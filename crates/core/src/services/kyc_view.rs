//! Read model shared by intake, review and status endpoints.

use chrono::{DateTime, FixedOffset};
use kyc_common::AppResult;
use kyc_db::{
    entities::{kyc_document, kyc_submission, user},
    repositories::{KycDocumentRepository, UserRepository},
};
use serde::Serialize;
use std::collections::HashMap;

use super::quarantine::QuarantineManager;

/// Verification fields of the submission's owner.
#[derive(Debug, Clone, PartialEq, Eq, Serialize)]
#[serde(rename_all = "camelCase")]
pub struct UserVerification {
    pub id: String,
    pub kyc_status: user::KycStatus,
    pub kyc_verified_at: Option<DateTime<FixedOffset>>,
}

impl From<&user::Model> for UserVerification {
    fn from(user: &user::Model) -> Self {
        Self {
            id: user.id.clone(),
            kyc_status: user.kyc_status,
            kyc_verified_at: user.kyc_verified_at,
        }
    }
}

/// A document as exposed over the API. Storage location is omitted.
#[derive(Debug, Clone, PartialEq, Eq, Serialize)]
#[serde(rename_all = "camelCase")]
pub struct DocumentView {
    pub id: String,
    pub doc_type: kyc_document::DocType,
    pub original_name: String,
    pub declared_mime: String,
    pub detected_mime: String,
    pub size: i64,
    pub av_status: kyc_document::AvStatus,
    pub av_scanned_at: Option<DateTime<FixedOffset>>,
    pub av_message: Option<String>,
    pub quarantined: bool,
    pub created_at: DateTime<FixedOffset>,
}

impl DocumentView {
    #[must_use]
    pub fn new(document: kyc_document::Model, quarantine: &QuarantineManager) -> Self {
        let quarantined = quarantine.is_quarantined(&document.path);

        Self {
            id: document.id,
            doc_type: document.doc_type,
            original_name: document.original_name,
            declared_mime: document.declared_mime,
            detected_mime: document.detected_mime,
            size: document.size,
            av_status: document.av_status,
            av_scanned_at: document.av_scanned_at,
            av_message: document.av_message,
            quarantined,
            created_at: document.created_at,
        }
    }
}

/// A submission with its documents and the owner's cascaded fields.
#[derive(Debug, Clone, PartialEq, Eq, Serialize)]
#[serde(rename_all = "camelCase")]
pub struct SubmissionView {
    pub id: String,
    pub user_id: String,
    pub status: kyc_submission::SubmissionStatus,
    pub submitted_at: DateTime<FixedOffset>,
    pub reviewed_at: Option<DateTime<FixedOffset>>,
    pub reviewer_id: Option<String>,
    pub reviewer_note: Option<String>,
    pub purge_after: Option<DateTime<FixedOffset>>,
    pub documents: Vec<DocumentView>,
    pub user: Option<UserVerification>,
}

impl SubmissionView {
    #[must_use]
    pub fn new(
        submission: kyc_submission::Model,
        documents: Vec<kyc_document::Model>,
        user: Option<UserVerification>,
        quarantine: &QuarantineManager,
    ) -> Self {
        Self {
            id: submission.id,
            user_id: submission.user_id,
            status: submission.status,
            submitted_at: submission.submitted_at,
            reviewed_at: submission.reviewed_at,
            reviewer_id: submission.reviewer_id,
            reviewer_note: submission.reviewer_note,
            purge_after: submission.purge_after,
            documents: documents
                .into_iter()
                .map(|d| DocumentView::new(d, quarantine))
                .collect(),
            user,
        }
    }
}

/// Builds [`SubmissionView`]s with batched document and user lookups.
#[derive(Clone)]
pub struct SubmissionViewLoader {
    document_repo: KycDocumentRepository,
    user_repo: UserRepository,
    quarantine: QuarantineManager,
}

impl SubmissionViewLoader {
    #[must_use]
    pub fn new(
        document_repo: KycDocumentRepository,
        user_repo: UserRepository,
        quarantine: QuarantineManager,
    ) -> Self {
        Self {
            document_repo,
            user_repo,
            quarantine,
        }
    }

    /// View of one submission.
    pub async fn load(&self, submission: kyc_submission::Model) -> AppResult<SubmissionView> {
        let documents = self.document_repo.find_by_submission(&submission.id).await?;
        let user = self.user_repo.find_by_id(&submission.user_id).await?;

        Ok(SubmissionView::new(
            submission,
            documents,
            user.as_ref().map(UserVerification::from),
            &self.quarantine,
        ))
    }

    /// Views of several submissions, preserving their order.
    pub async fn load_many(
        &self,
        submissions: Vec<kyc_submission::Model>,
    ) -> AppResult<Vec<SubmissionView>> {
        let submission_ids: Vec<String> = submissions.iter().map(|s| s.id.clone()).collect();
        let mut user_ids: Vec<String> = submissions.iter().map(|s| s.user_id.clone()).collect();
        user_ids.sort();
        user_ids.dedup();

        let mut documents: HashMap<String, Vec<kyc_document::Model>> = HashMap::new();
        for document in self.document_repo.find_by_submissions(&submission_ids).await? {
            documents
                .entry(document.submission_id.clone())
                .or_default()
                .push(document);
        }

        let users: HashMap<String, UserVerification> = self
            .user_repo
            .find_by_ids(&user_ids)
            .await?
            .iter()
            .map(|u| (u.id.clone(), UserVerification::from(u)))
            .collect();

        Ok(submissions
            .into_iter()
            .map(|submission| {
                let docs = documents.remove(&submission.id).unwrap_or_default();
                let user = users.get(&submission.user_id).cloned();
                SubmissionView::new(submission, docs, user, &self.quarantine)
            })
            .collect())
    }
}

#[cfg(test)]
mod tests {
    use super::*;
    use chrono::Utc;
    use kyc_db::entities::kyc_document::{AvStatus, DocType};

    fn document(path: &str) -> kyc_document::Model {
        kyc_document::Model {
            id: "doc1".to_string(),
            submission_id: "sub1".to_string(),
            user_id: "user1".to_string(),
            doc_type: DocType::Selfie,
            original_name: "me.jpg".to_string(),
            declared_mime: "image/jpeg".to_string(),
            detected_mime: "image/jpeg".to_string(),
            size: 3,
            disk: "local".to_string(),
            path: path.to_string(),
            av_status: AvStatus::Infected,
            av_scanned_at: None,
            av_message: Some("Eicar-Test-Signature".to_string()),
            created_at: Utc::now().into(),
        }
    }

    #[test]
    fn test_quarantined_flag_follows_prefix_rule() {
        let quarantine = QuarantineManager::new("/quarantine/");

        for path in ["quarantine/kyc/u1/s1/me.jpg", "/quarantine/kyc/u1/s1/me.jpg"] {
            assert!(DocumentView::new(document(path), &quarantine).quarantined, "{path}");
        }
        for path in ["kyc/u1/s1/me.jpg", "quarantined/kyc/me.jpg"] {
            assert!(!DocumentView::new(document(path), &quarantine).quarantined, "{path}");
        }
    }
}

Directions:
All entries are to be repeated exactly and completely.

Task solution:
filename crates/core/src/services/kyc_view.rs
//! Read model shared by intake, review and status endpoints.

use chrono::{DateTime, FixedOffset};
use kyc_common::AppResult;
use kyc_db::{
    entities::{kyc_document, kyc_submission, user},
    repositories::{KycDocumentRepository, UserRepository},
};
use serde::Serialize;
use std::collections::HashMap;

use super::quarantine::QuarantineManager;

/// Verification fields of the submission's owner.
#[derive(Debug, Clone, PartialEq, Eq, Serialize)]
#[serde(rename_all = "camelCase")]
pub struct UserVerification {
    pub id: String,
    pub kyc_status: user::KycStatus,
    pub kyc_verified_at: Option<DateTime<FixedOffset>>,
}

impl From<&user::Model> for UserVerification {
    fn from(user: &user::Model) -> Self {
        Self {
            id: user.id.clone(),
            kyc_status: user.kyc_status,
            kyc_verified_at: user.kyc_verified_at,
        }
    }
}

/// A document as exposed over the API. Storage location is omitted.
#[derive(Debug, Clone, PartialEq, Eq, Serialize)]
#[serde(rename_all = "camelCase")]
pub struct DocumentView {
    pub id: String,
    pub doc_type: kyc_document::DocType,
    pub original_name: String,
    pub declared_mime: String,
    pub detected_mime: String,
    pub size: i64,
    pub av_status: kyc_document::AvStatus,
    pub av_scanned_at: Option<DateTime<FixedOffset>>,
    pub av_message: Option<String>,
    pub quarantined: bool,
    pub created_at: DateTime<FixedOffset>,
}

impl DocumentView {
    #[must_use]
    pub fn new(document: kyc_document::Model, quarantine: &QuarantineManager) -> Self {
        let quarantined = quarantine.is_quarantined(&document.path);

        Self {
            id: document.id,
            doc_type: document.doc_type,
            original_name: document.original_name,
            declared_mime: document.declared_mime,
            detected_mime: document.detected_mime,
            size: document.size,
            av_status: document.av_status,
            av_scanned_at: document.av_scanned_at,
            av_message: document.av_message,
            quarantined,
            created_at: document.created_at,
        }
    }
}

/// A submission with its documents and the owner's cascaded fields.
#[derive(Debug, Clone, PartialEq, Eq, Serialize)]
#[serde(rename_all = "camelCase")]
pub struct SubmissionView {
    pub id: String,
    pub user_id: String,
    pub status: kyc_submission::SubmissionStatus,
    pub submitted_at: DateTime<FixedOffset>,
    pub reviewed_at: Option<DateTime<FixedOffset>>,
    pub reviewer_id: Option<String>,
    pub reviewer_note: Option<String>,
    pub purge_after: Option<DateTime<FixedOffset>>,
    pub documents: Vec<DocumentView>,
    pub user: Option<UserVerification>,
}

impl SubmissionView {
    #[must_use]
    pub fn new(
        submission: kyc_submission::Model,
        documents: Vec<kyc_document::Model>,
        user: Option<UserVerification>,
        quarantine: &QuarantineManager,
    ) -> Self {
        Self {
            id: submission.id,
            user_id: submission.user_id,
            status: submission.status,
            submitted_at: submission.submitted_at,
            reviewed_at: submission.reviewed_at,
            reviewer_id: submission.reviewer_id,
            reviewer_note: submission.reviewer_note,
            purge_after: submission.purge_after,
            documents: documents
                .into_iter()
                .map(|d| DocumentView::new(d, quarantine))
                .collect(),
            user,
        }
    }
}

/// Builds [`SubmissionView`]s with batched document and user lookups.
#[derive(Clone)]
pub struct SubmissionViewLoader {
    document_repo: KycDocumentRepository,
    user_repo: UserRepository,
    quarantine: QuarantineManager,
}

impl SubmissionViewLoader {
    #[must_use]
    pub fn new(
        document_repo: KycDocumentRepository,
        user_repo: UserRepository,
        quarantine: QuarantineManager,
    ) -> Self {
        Self {
            document_repo,
            user_repo,
            quarantine,
        }
    }

    /// View of one submission.
    pub async fn load(&self, submission: kyc_submission::Model) -> AppResult<SubmissionView> {
        let documents = self.document_repo.find_by_submission(&submission.id).await?;
        let user = self.user_repo.find_by_id(&submission.user_id).await?;

        Ok(SubmissionView::new(
            submission,
            documents,
            user.as_ref().map(UserVerification::from),
            &self.quarantine,
        ))
    }

    /// Views of several submissions, preserving their order.
    pub async fn load_many(
        &self,
        submissions: Vec<kyc_submission::Model>,
    ) -> AppResult<Vec<SubmissionView>> {
        let submission_ids: Vec<String> = submissions.iter().map(|s| s.id.clone()).collect();
        let mut user_ids: Vec<String> = submissions.iter().map(|s| s.user_id.clone()).collect();
        user_ids.sort();
        user_ids.dedup();

        let mut documents: HashMap<String, Vec<kyc_document::Model>> = HashMap::new();
        for document in self.document_repo.find_by_submissions(&submission_ids).await? {
            documents
                .entry(document.submission_id.clone())
                .or_default()
                .push(document);
        }

        let users: HashMap<String, UserVerification> = self
            .user_repo
            .find_by_ids(&user_ids)
            .await?
            .iter()
            .map(|u| (u.id.clone(), UserVerification::from(u)))
            .collect();

        Ok(submissions
            .into_iter()
            .map(|submission| {
                let docs = documents.remove(&submission.id).unwrap_or_default();
                let user = users.get(&submission.user_id).cloned();
                SubmissionView::new(submission, docs, user, &self.quarantine)
            })
            .collect())
    }
}

#[cfg(test)]
mod tests {
    use super::*;
    use chrono::Utc;
    use kyc_db::entities::kyc_document::{AvStatus, DocType};

    fn document(path: &str) -> kyc_document::Model {
        kyc_document::Model {
            id: "doc1".to_string(),
            submission_id: "sub1".to_string(),
            user_id: "user1".to_string(),
            doc_type: DocType::Selfie,
            original_name: "me.jpg".to_string(),
            declared_mime: "image/jpeg".to_string(),
            detected_mime: "image/jpeg".to_string(),
            size: 3,
            disk: "local".to_string(),
            path: path.to_string(),
            av_status: AvStatus::Infected,
            av_scanned_at: None,
            av_message: Some("Eicar-Test-Signature".to_string()),
            created_at: Utc::now().into(),
        }
    }

    #[test]
    fn test_quarantined_flag_follows_prefix_rule() {
        let quarantine = QuarantineManager::new("/quarantine/");

        for path in ["quarantine/kyc/u1/s1/me.jpg", "/quarantine/kyc/u1/s1/me.jpg"] {
            assert!(DocumentView::new(document(path), &quarantine).quarantined, "{path}");
        }
        for path in ["kyc/u1/s1/me.jpg", "quarantined/kyc/me.jpg"] {
            assert!(!DocumentView::new(document(path), &quarantine).quarantined, "{path}");
        }
    }
}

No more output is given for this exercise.